Pressure Production Data and Modeling Approach
For the Turner-Doughty #1 well, a radial grid was employed in CMG-IMEX to build numerical
models representing the well of interest within its drainage area. The models had 10 layers in the
vertical direction, and 10 concentric rings in the radial direction with a geometric grid spacing
increasing radially outward from the wellbore. One of the models was a single porosity model,
and the other was a fracture-matrix (dual porosity) model. A trial-and-error approach was used
to adjust the model parameters (i.e., permeability, relative permeability relations) in order to
match: (a) primary production response (i.e., oil and gas rates or equivalently, the corresponding
cumulative production volumes), (b) average reservoir pressure prior to CO2 injection, and (c)

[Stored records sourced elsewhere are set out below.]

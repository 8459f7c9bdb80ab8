pub mod nifti_io;
pub mod tiff_io;
pub mod volume;
pub mod render;
pub mod mesh_io;

pub use nifti_io::{read_nifti, write_labels_nifti, write_nifti};
pub use tiff_io::{read_tiff_stack, write_tiff_stack};
pub use volume::{read_volume, write_volume, VolumeFormat};
pub use render::{label_overlay, labels_in_plane, montage, render_plane, save_png};
pub use mesh_io::write_obj;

pressure buildup and falloff during the CO2 injection period.
Similarly, for the Brugger Brodzinski #1 well, a radial grid was employed in CMG-IMEX to
build numerical models representing the well of interest within its drainage area. The models
had 20 layers in the vertical direction, and 10 concentric rings in the radial direction with a
geometric grid spacing increasing radially outward from the wellbore. Starting with fluid and
reservoir properties from previous tasks, a trial-and-error approach was used to adjust the model
parameters (i.e., permeability, relative permeability relations) in order to match: (a) primary
production response (i.e., oil and gas rates or equivalently, the corresponding cumulative
volumes), (b) average reservoir pressure prior to CO2 injection, and (c) pressure buildup and
falloff during the CO2 injection period.
Results
Turner-Doughty #1 Well. Figure 1 shows the history match with the primary production data
for the Turner-Doughty #1 well. The cumulative oil is specified as a constraint (which should
be, and is, satisfied by both models). The behavior of gas and water production is shown here
for completeness, since no historical data is available.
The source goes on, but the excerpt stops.